Re: [PATCH] numa: fix /proc/<pid>/numa_maps on s390
From: Andrew Morton
Date: Thu Jan 21 2016 - 14:19:27 EST
On Thu, 21 Jan 2016 15:57:32 +0100 Gerald Schaefer <gerald.schaefer@xxxxxxxxxx> wrote:
> > --- a/fs/proc/task_mmu.c~numa-fix-proc-pid-numa_maps-on-s390-fix
> > +++ a/fs/proc/task_mmu.c
> > @@ -1523,6 +1523,7 @@ static int gather_pte_stats(pmd_t *pmd,
> > pte_t *pte;
> >
> > ptl = pmd_trans_huge_lock(pmd, vma);
> > +#ifdef CONFIG_TRANSPARENT_HUGEPAGE
> > if (ptl) {
> > pte_t huge_pte = huge_ptep_get((pte_t *)pmd);
> > struct page *page;
> > @@ -1534,6 +1535,7 @@ static int gather_pte_stats(pmd_t *pmd,
> > spin_unlock(ptl);
> > return 0;
> > }
> > +#endif
> >
> > if (pmd_trans_unstable(pmd))
> > return 0;
>
> Hi Andrew,
>
> Unfortunately this seems to be a lot more complicated than we thought.
> huge_ptep_get() is only defined when CONFIG_HUGETLB_PAGE=y, independent
> from CONFIG_TRANSPARENT_HUGEPAGE. This is because asm/hugetlb.h is only
> included from linux/hugetlb.h when CONFIG_HUGETLB_PAGE=y.
>
> So this fix won't fix the build error when CONFIG_HUGETLBFS=n and
> CONFIG_TRANSPARENT_HUGEPAGE=y.
>
> Since the THP code did not repeat the flaws of the hugtelbfs code, i.e.
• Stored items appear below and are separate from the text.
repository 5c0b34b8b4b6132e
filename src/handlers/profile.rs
// src/handlers/profile.rs

use axum::{
    Extension, Json,
    extract::{Path, State},
    http::StatusCode,
    response::IntoResponse,
};
use sqlx::{PgPool, Postgres, QueryBuilder};
use validator::Validate;

use crate::{
    error::AppError,
    models::user::{AdminUpdateUserRequest, MeResponse, UpdateProfileRequest, User},
    utils::{hash::hash_password, jwt::Claims},
};

/// Get current user's profile, with the role-specific profile joined in.
pub async fn get_me(
    State(pool): State<PgPool>,
    Extension(claims): Extension<Claims>,
) -> Result<impl IntoResponse, AppError> {
    let user_id = claims.user_id();

    let me = sqlx::query_as::<_, MeRow>(
        r#"
        SELECT
            u.id, u.username, u.email, u.role, u.phone, u.bio, u.avatar_url, u.created_at,
            sp.student_number,
            tp.title, tp.department
        FROM users u
        LEFT JOIN student_profiles sp ON sp.user_id = u.id
        LEFT JOIN teacher_profiles tp ON tp.user_id = u.id
        WHERE u.id = $1
        "#,
    )
    .bind(user_id)
    .fetch_optional(&pool)
    .await?
    .ok_or(AppError::NotFound("User not found".to_string()))?;

    Ok(Json(MeResponse {
        id: me.id,
        username: me.username,
        email: me.email,
        role: me.role,
        phone: me.phone,
        bio: me.bio,
        avatar_url: me.avatar_url,
        created_at: me.created_at,
        student_number: me.student_number,
        title: me.title,
        department: me.department,
    }))
}

#[derive(sqlx::FromRow)]
struct MeRow {
    id: i64,
    username: String,
    email: String,
    role: String,
    phone: Option<String>,
    bio: Option<String>,
    avatar_url: Option<String>,
    created_at: Option<chrono::DateTime<chrono::Utc>>,
    student_number: Option<String>,
    title: Option<String>,
    department: Option<String>,
}

/// Update the current user's profile. Role-specific fields only land in
/// the profile table matching the caller's role.
pub async fn update_me(
    State(pool): State<PgPool>,
    Extension(claims): Extension<Claims>,
    Json(payload): Json<UpdateProfileRequest>,
) -> Result<impl IntoResponse, AppError> {
    if let Err(validation_errors) = payload.validate() {
        return Err(AppError::BadRequest(validation_errors.to_string()));
    }

    let user_id = claims.user_id();
    let mut tx = pool.begin().await?;

    if payload.phone.is_some() || payload.bio.is_some() || payload.avatar_url.is_some() {
        let mut builder: QueryBuilder<Postgres> = QueryBuilder::new("UPDATE users SET ");
        let mut separated = builder.separated(", ");

        if let Some(phone) = &payload.phone {
            separated.push("phone = ");
            separated.push_bind_unseparated(phone);
        }
        if let Some(bio) = &payload.bio {
            separated.push("bio = ");
            separated.push_bind_unseparated(bio);
        }
        if let Some(avatar_url) = &payload.avatar_url {
            separated.push("avatar_url = ");
            separated.push_bind_unseparated(avatar_url);
        }
        separated.push("updated_at = NOW()");

        builder.push(" WHERE id = ");
        builder.push_bind(user_id);
        builder.build().execute(&mut *tx).await?;
    }

    if claims.role == "student" {
        if let Some(student_number) = &payload.student_number {
            sqlx::query("UPDATE student_profiles SET student_number = $1 WHERE user_id = $2")
                .bind(student_number)
                .bind(user_id)
                .execute(&mut *tx)
                .await?;
        }
    } else if claims.role == "teacher" {
        if payload.title.is_some() || payload.department.is_some() {
            let mut builder: QueryBuilder<Postgres> =
                QueryBuilder::new("UPDATE teacher_profiles SET ");
            let mut separated = builder.separated(", ");
            if let Some(title) = &payload.title {
                separated.push("title = ");
                separated.push_bind_unseparated(title);
            }
            if let Some(department) = &payload.department {
                separated.push("department = ");
                separated.push_bind_unseparated(department);
            }
            builder.push(" WHERE user_id = ");
            builder.push_bind(user_id);
            builder.build().execute(&mut *tx).await?;
        }
    }

    tx.commit().await?;

    Ok(StatusCode::OK)
}

/// Lists all users in the system.
/// Admin only.
pub async fn list_users(State(pool): State<PgPool>) -> Result<impl IntoResponse, AppError> {
    let users = sqlx::query_as::<_, User>(
        r#"
        SELECT id, username, email, password, role, phone, bio, avatar_url, created_at, updated_at
        FROM users
        ORDER BY id DESC
        "#,
    )
    .fetch_all(&pool)
    .await
    .map_err(|e| {
        tracing::error!("Failed to list users: {:?}", e);
        AppError::InternalServerError(e.to_string())
    })?;

    Ok(Json(users))
}

/// Updates a user's role or resets their password.
/// Admin only.
pub async fn update_user(
    State(pool): State<PgPool>,
    Path(id): Path<i64>,
    Json(payload): Json<AdminUpdateUserRequest>,
) -> Result<impl IntoResponse, AppError> {
    let _exists = sqlx::query_scalar::<_, i64>("SELECT id FROM users WHERE id = $1")
        .bind(id)
        .fetch_optional(&pool)
        .await?
        .ok_or(AppError::NotFound("User not found".to_string()))?;

    if let Some(new_role) = &payload.role {
        if !["student", "teacher", "admin"].contains(&new_role.as_str()) {
            return Err(AppError::BadRequest("Invalid role".to_string()));
        }
        sqlx::query("UPDATE users SET role = $1, updated_at = NOW() WHERE id = $2")
            .bind(new_role)
            .bind(id)
            .execute(&pool)
            .await?;
    }

    if let Some(new_password) = &payload.password {
        let hashed = hash_password(new_password)?;
        sqlx::query("UPDATE users SET password = $1, updated_at = NOW() WHERE id = $2")
            .bind(hashed)
            .bind(id)
            .execute(&pool)
            .await?;
    }

    Ok(StatusCode::OK)
}

/// Deletes a user by ID.
/// Admin only. Prevents deleting self.
pub async fn delete_user(
    State(pool): State<PgPool>,
    Extension(claims): Extension<Claims>,
    Path(id): Path<i64>,
) -> Result<impl IntoResponse, AppError> {
    if id == claims.user_id() {
        return Err(AppError::BadRequest("Cannot delete yourself".to_string()));
    }

    let result = sqlx::query("DELETE FROM users WHERE id = $1")
        .bind(id)
        .execute(&pool)
        .await
        .map_err(|e| {
            tracing::error!("Failed to delete user: {:?}", e);
            AppError::InternalServerError(e.to_string())
        })?;

    if result.rows_affected() == 0 {
        return Err(AppError::NotFound("User not found".to_string()));
    }

    Ok(StatusCode::NO_CONTENT)
}
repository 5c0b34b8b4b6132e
// src/handlers/mod.rs

pub mod attempt;
pub mod auth;
pub mod catalog;
pub mod comment;
pub mod enrollment;
pub mod live;
pub mod notification;
pub mod profile;
pub mod quiz;
pub mod upload;
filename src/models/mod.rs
// src/models/mod.rs

pub mod catalog;
pub mod comment;
pub mod enrollment;
pub mod live;
pub mod quiz;
pub mod user;
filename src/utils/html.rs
use ammonia;

/// Clean HTML content using the ammonia library.
///
/// Whitelist-based sanitization: safe tags (like <b>, <p>) survive,
/// dangerous tags (<script>, <iframe>) and attributes (onclick) are
/// stripped. Applied to user-authored rich text: course descriptions,
/// lesson content, comments.
pub fn clean_html(input: &str) -> String {
    ammonia::clean(input)
}
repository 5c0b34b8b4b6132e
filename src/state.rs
use crate::config::Config;
use axum::extract::FromRef;
use sqlx::PgPool;

#[derive(Clone)]
pub struct AppState {
    pub pool: PgPool,
    pub config: Config,
}

impl FromRef<AppState> for PgPool {
    fn from_ref(state: &AppState) -> Self {
        state.pool.clone()
    }
}

impl FromRef<AppState> for Config {
    fn from_ref(state: &AppState) -> Self {
        state.config.clone()
    }
}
> it is actually working on PMD entries and not PTE entries, there was
> no need for huge_ptep_get() for THP so far.
>
> Now it seems that the THP code in gather_pte_stats() is an exception to
> this, as it is not working on a PMD like the rest of the THP code, but
> also on a fake "PTE" like the hugetlbfs code.
>
> I guess this needs more thinking, two options are crossing my mind:
> - Fix the THP code in gather_pte_stats() to properly use a PMD instead of
> PTE. This would probably require something like a "_pmd" version of
> "can_gather_numa_stats()" and a pmd_dirty() check for the
> gather_stats() parameter.
> - Make huge_ptep_get() also available for CONFIG_HUGETLBFS=n, perhaps
> by introducing something like HAVE_ARCH_HUGE_PTEP_GET and implementing
> the default NOP version in linux/hugetlbfs.h instead of the individual
> asm/hugetlbfs.h files for all archs.
>
> The first option seems more correct, but it might entail other problems.
> The second option would also introduce new problems on s390, where the
> implementation of huge_ptep_get() in arch/s390/mm/hugetlbpage.c is currently
> only built with CONFIG_HUGETLBFS=y, but I guess we could handle that.
>
> Any thoughts / more ideas?
>
The first option does of course sound better.
But you need numa_maps fixed, presumably in 4.5 and possibly backported
into -stable? (The changelog doesn't describe the end-user-visible
effects of the bug. Naughty changelog!)
So is there some minimal thing we can do for now to get things working
properly and fix it for-real in 4.6?